How could we know that every automorphism of $G$ would map $H \le G $ to itself?

Question

I'm reading the definition of characteristic subgroup, but I wonder how could we know that every automorphism of $G$ would map $H \le G $ to itself?

Answer 1

I will answer the question properly! As I said in my comment, there are essentially two ways of going about this. The easiest is to use know results that certain subgroups, such as $Z(G)$ (and also all members of the upper central series of $G$), $[G,G]$ (and also all members of the derived series and of the lower central series of $G$), and $O_p(G)$ (the largest normal $p$-subgroup for a prime $p$, which generalizes to sets of primes) are all characteristic.

You can also use these in combination with each other, remembering that characteristic subgroups of characteristic subgroups (such as $Z([G,G])$) are characteristic, as are products of characteristic subgroups, such as $Z(G)O_p(G)$.
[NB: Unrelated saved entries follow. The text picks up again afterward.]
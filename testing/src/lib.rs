//! # Orderflow Testing
//!
//! Testing utilities and in-memory doubles for the Orderflow pipeline.
//!
//! This crate provides:
//! - [`FixedClock`]: deterministic time for validation and persistence tests
//! - [`InMemoryBroker`]: an `OrderPublisher` that records published orders
//!   and can simulate a lost broker connection
//! - [`InMemoryOrderStore`]: an `OrderRepository` with the same upsert and
//!   pagination semantics as the Postgres store
//! - [`InMemoryDeadLetters`]: a `DeadLetterSink` that captures entries
//!
//! ## Example
//!
//! ```
//! use orderflow_testing::InMemoryBroker;
//! use orderflow_core::broker::OrderPublisher;
//! use orderflow_core::order::{Order, OrderId, ProductId};
//!
//! # async fn example() {
//! let broker = InMemoryBroker::new();
//! let order = Order::new(
//!     OrderId::new("ORD-001".to_string()),
//!     ProductId::new("PROD-123".to_string()),
//!     5,
//! );
//! broker.publish(&order).await.unwrap();
//! assert_eq!(broker.published().len(), 1);
//! # }
//! ```

use chrono::{DateTime, Utc};
use orderflow_core::environment::Clock;

/// Mock implementations of the pipeline's environment traits.
pub mod mocks {
    use super::{Clock, DateTime, Utc};
    use orderflow_core::broker::{ConnectionStatus, OrderPublisher, PublishError};
    use orderflow_core::order::Order;
    use orderflow_core::repository::{
        DeadLetterSink, OrderAggregates, OrderDocument, OrderRepository, ProcessingStatus,
        RECENT_ORDERS_LIMIT, StoreError,
    };
    use std::future::Future;
    use std::pin::Pin;
    use std::sync::atomic::{AtomicBool, Ordering};
    use std::sync::{Mutex, MutexGuard, PoisonError};

    fn lock<T>(mutex: &Mutex<T>) -> MutexGuard<'_, T> {
        mutex.lock().unwrap_or_else(PoisonError::into_inner)
    }

    /// Fixed clock for deterministic tests
    ///
    /// Always returns the same time, making tests reproducible.
    ///
    /// # Example
    ///
    /// ```
    /// use orderflow_testing::mocks::FixedClock;
    /// use orderflow_core::environment::Clock;
    /// use chrono::Utc;
    ///
    /// let clock = FixedClock::new(Utc::now());
    /// let time1 = clock.now();
    /// let time2 = clock.now();
    /// assert_eq!(time1, time2); // Always the same!
    /// ```
    #[derive(Debug, Clone)]
    pub struct FixedClock {
        time: DateTime<Utc>,
    }

    impl FixedClock {
        /// Create a new fixed clock with the given time
        #[must_use]
        pub const fn new(time: DateTime<Utc>) -> Self {
            Self { time }
        }
    }

    impl Clock for FixedClock {
        fn now(&self) -> DateTime<Utc> {
            self.time
        }
    }

    /// Create a default fixed clock for tests (2025-01-01 00:00:00 UTC)
    ///
    /// # Panics
    ///
    /// This function will panic if the hardcoded timestamp fails to parse,
    /// which should never happen in practice.
    #[must_use]
    #[allow(clippy::expect_used)]
    pub fn test_clock() -> FixedClock {
        FixedClock::new(
            DateTime::parse_from_rfc3339("2025-01-01T00:00:00Z")
                .expect("hardcoded timestamp should always parse")
                .with_timezone(&Utc),
        )
    }

    /// In-memory order publisher.
    ///
    /// Records every published order and can be toggled disconnected to
    /// exercise the broker-unavailable paths.
    #[derive(Default)]
    pub struct InMemoryBroker {
        published: Mutex<Vec<Order>>,
        disconnected: AtomicBool,
    }

    impl InMemoryBroker {
        /// Create a connected broker double.
        #[must_use]
        pub fn new() -> Self {
            Self::default()
        }

        /// Simulate losing (or regaining) the broker connection.
        pub fn set_disconnected(&self, disconnected: bool) {
            self.disconnected.store(disconnected, Ordering::SeqCst);
        }

        /// Orders published so far.
        #[must_use]
        pub fn published(&self) -> Vec<Order> {
            lock(&self.published).clone()
        }
    }

    impl OrderPublisher for InMemoryBroker {
        fn publish(
            &self,
            order: &Order,
        ) -> Pin<Box<dyn Future<Output = Result<(), PublishError>> + Send + '_>> {
            let order = order.clone();
            Box::pin(async move {
                if self.disconnected.load(Ordering::SeqCst) {
                    return Err(PublishError::NotConnected("in-memory".to_string()));
                }
                lock(&self.published).push(order);
                Ok(())
            })
        }

        fn is_connected(&self) -> bool {
            !self.disconnected.load(Ordering::SeqCst)
        }

        fn connection_status(&self) -> ConnectionStatus {
            let mut status = ConnectionStatus::disconnected("in-memory".to_string());
            if self.is_connected() {
                status.connected = true;
                status.last_connected_at = Some(Utc::now());
            } else {
                status.last_error = Some("disconnected".to_string());
            }
            status
        }
    }

    /// In-memory order store with the same observable semantics as the
    /// Postgres store: upsert keyed on the order id, newest-first pagination,
    /// aggregate stats.
    #[derive(Default)]
    pub struct InMemoryOrderStore {
        documents: Mutex<Vec<OrderDocument>>,
        failing: AtomicBool,
    }

    impl InMemoryOrderStore {
        /// Create an empty store double.
        #[must_use]
        pub fn new() -> Self {
            Self::default()
        }

        /// Make every operation fail with a database error (or recover).
        pub fn set_failing(&self, failing: bool) {
            self.failing.store(failing, Ordering::SeqCst);
        }

        fn check(&self) -> Result<(), StoreError> {
            if self.failing.load(Ordering::SeqCst) {
                return Err(StoreError::Database("simulated outage".to_string()));
            }
            Ok(())
        }

        fn sorted_newest_first(&self) -> Vec<OrderDocument> {
            let mut documents = lock(&self.documents).clone();
            documents.sort_by(|a, b| b.created_at.cmp(&a.created_at));
            documents
        }
    }

    impl OrderRepository for InMemoryOrderStore {
        fn save(
            &self,
            order: &Order,
            processed_at: DateTime<Utc>,
        ) -> Pin<Box<dyn Future<Output = Result<OrderDocument, StoreError>> + Send + '_>> {
            let order = order.clone();
            Box::pin(async move {
                self.check()?;

                #[allow(clippy::cast_possible_wrap)] // quantity is validated <= 1000
                let document = OrderDocument {
                    order_id: order.order_id.to_string(),
                    product_id: order.product_id.to_string(),
                    quantity: order.quantity as i32,
                    created_at: order.created_at,
                    processed_at,
                    status: ProcessingStatus::Processed,
                };

                let mut documents = lock(&self.documents);
                if let Some(existing) = documents
                    .iter_mut()
                    .find(|d| d.order_id == document.order_id)
                {
                    *existing = document.clone();
                } else {
                    documents.push(document.clone());
                }
                Ok(document)
            })
        }

        fn list(
            &self,
            page: u32,
            limit: u32,
        ) -> Pin<
            Box<dyn Future<Output = Result<(Vec<OrderDocument>, u64), StoreError>> + Send + '_>,
        > {
            Box::pin(async move {
                self.check()?;
                let documents = self.sorted_newest_first();
                let total = documents.len() as u64;
                let offset = (page.max(1) - 1) as usize * limit as usize;
                let page = documents
                    .into_iter()
                    .skip(offset)
                    .take(limit as usize)
                    .collect();
                Ok((page, total))
            })
        }

        fn get(
            &self,
            order_id: &str,
        ) -> Pin<Box<dyn Future<Output = Result<Option<OrderDocument>, StoreError>> + Send + '_>>
        {
            let order_id = order_id.to_string();
            Box::pin(async move {
                self.check()?;
                Ok(lock(&self.documents)
                    .iter()
                    .find(|d| d.order_id == order_id)
                    .cloned())
            })
        }

        fn delete(
            &self,
            order_id: &str,
        ) -> Pin<Box<dyn Future<Output = Result<bool, StoreError>> + Send + '_>> {
            let order_id = order_id.to_string();
            Box::pin(async move {
                self.check()?;
                let mut documents = lock(&self.documents);
                let before = documents.len();
                documents.retain(|d| d.order_id != order_id);
                Ok(documents.len() < before)
            })
        }

        fn stats(
            &self,
        ) -> Pin<Box<dyn Future<Output = Result<OrderAggregates, StoreError>> + Send + '_>>
        {
            Box::pin(async move {
                self.check()?;
                let documents = self.sorted_newest_first();
                let total_orders = documents.len() as u64;
                let total_quantity = documents.iter().map(|d| d.quantity as u64).sum();
                #[allow(clippy::cast_sign_loss)] // limit constant is positive
                let recent_orders = documents
                    .into_iter()
                    .take(RECENT_ORDERS_LIMIT as usize)
                    .collect();
                Ok(OrderAggregates {
                    total_orders,
                    total_quantity,
                    recent_orders,
                })
            })
        }

        fn ping(&self) -> Pin<Box<dyn Future<Output = Result<(), StoreError>> + Send + '_>> {
            Box::pin(async move { self.check() })
        }
    }

    /// A captured dead-letter entry.
    #[derive(Debug, Clone)]
    pub struct CapturedDeadLetter {
        /// Order id if known
        pub order_id: Option<String>,
        /// Raw payload as delivered
        pub payload: Vec<u8>,
        /// Final error message
        pub error: String,
        /// Delivery attempts before giving up
        pub attempts: i32,
    }

    /// In-memory dead-letter sink that captures entries for assertions.
    #[derive(Default)]
    pub struct InMemoryDeadLetters {
        entries: Mutex<Vec<CapturedDeadLetter>>,
    }

    impl InMemoryDeadLetters {
        /// Create an empty sink.
        #[must_use]
        pub fn new() -> Self {
            Self::default()
        }

        /// Entries recorded so far.
        #[must_use]
        pub fn entries(&self) -> Vec<CapturedDeadLetter> {
            lock(&self.entries).clone()
        }
    }

    impl DeadLetterSink for InMemoryDeadLetters {
        fn record(
            &self,
            order_id: Option<&str>,
            payload: &[u8],
            error: &str,
            attempts: i32,
        ) -> Pin<Box<dyn Future<Output = Result<(), StoreError>> + Send + '_>> {
            let entry = CapturedDeadLetter {
                order_id: order_id.map(ToString::to_string),
                payload: payload.to_vec(),
                error: error.to_string(),
                attempts,
            };
            Box::pin(async move {
                lock(&self.entries).push(entry);
                Ok(())
            })
        }
    }
}

// Re-export commonly used items
pub use mocks::{
    CapturedDeadLetter, FixedClock, InMemoryBroker, InMemoryDeadLetters, InMemoryOrderStore,
    test_clock,
};

#[cfg(test)]
#[allow(clippy::unwrap_used, clippy::expect_used)]
mod tests {
    use super::*;
    use chrono::Duration;
    use orderflow_core::broker::OrderPublisher;
    use orderflow_core::order::{Order, OrderId, ProductId};
    use orderflow_core::repository::{DeadLetterSink, OrderRepository};

    fn order(id: &str, quantity: u32) -> Order {
        Order::new(
            OrderId::new(id.to_string()),
            ProductId::new("PROD-123".to_string()),
            quantity,
        )
    }

    #[test]
    fn test_fixed_clock() {
        let clock = test_clock();
        let time1 = clock.now();
        let time2 = clock.now();
        assert_eq!(time1, time2);
    }

    #[tokio::test]
    async fn broker_records_published_orders() {
        let broker = InMemoryBroker::new();
        broker.publish(&order("ORD-001", 5)).await.unwrap();
        assert!(broker.is_connected());
        assert_eq!(broker.published().len(), 1);
    }

    #[tokio::test]
    async fn disconnected_broker_rejects_publishes() {
        let broker = InMemoryBroker::new();
        broker.set_disconnected(true);
        assert!(!broker.is_connected());
        assert!(broker.publish(&order("ORD-001", 5)).await.is_err());
        assert!(broker.published().is_empty());
    }

    #[tokio::test]
    async fn store_upserts_by_order_id() {
        let store = InMemoryOrderStore::new();
        let now = test_clock().now();
        store.save(&order("ORD-001", 5), now).await.unwrap();
        store.save(&order("ORD-001", 9), now).await.unwrap();

        let (documents, total) = store.list(1, 10).await.unwrap();
        assert_eq!(total, 1);
        assert_eq!(documents[0].quantity, 9);
    }

    #[tokio::test]
    async fn store_lists_newest_first() {
        let store = InMemoryOrderStore::new();
        let base = test_clock().now();
        for i in 0..3 {
            let o = Order::with_created_at(
                OrderId::new(format!("ORD-00{i}")),
                ProductId::new("PROD-123".to_string()),
                1,
                base + Duration::seconds(i),
            );
            store.save(&o, base).await.unwrap();
        }

        let (documents, _) = store.list(1, 2).await.unwrap();
        assert_eq!(documents[0].order_id, "ORD-002");
        assert_eq!(documents[1].order_id, "ORD-001");
    }

    #[tokio::test]
    async fn failing_store_surfaces_database_errors() {
        let store = InMemoryOrderStore::new();
        store.set_failing(true);
        assert!(store.ping().await.is_err());
        assert!(store.list(1, 10).await.is_err());
    }

    #[tokio::test]
    async fn dead_letter_sink_captures_entries() {
        let sink = InMemoryDeadLetters::new();
        sink.record(Some("ORD-001"), b"payload", "boom", 5)
            .await
            .unwrap();
        let entries = sink.entries();
        assert_eq!(entries.len(), 1);
        assert_eq!(entries[0].order_id.as_deref(), Some("ORD-001"));
        assert_eq!(entries[0].attempts, 5);
    }
}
A variant of this method can be used if $N$ is the unique normal subgroup of $G$ with a certain property, so for example the cyclic subgroup of index $2$ in a dihedral group of order at least $6$ is the unique such subgroup, so it must be characteristic.

The second method is to compute ${\rm Aut}(G)$ (possibly using computer software such as GAP) and check directly that $\alpha(N) = N$ for all $\alpha \in {\rm Aut}(G)$, and to do that it is sufficient to check it for all $\alpha$ in a generatong set of ${\rm Aut}(G)$. Since all characteristic subgroups are normal, you should of course only do this for normal subgroups.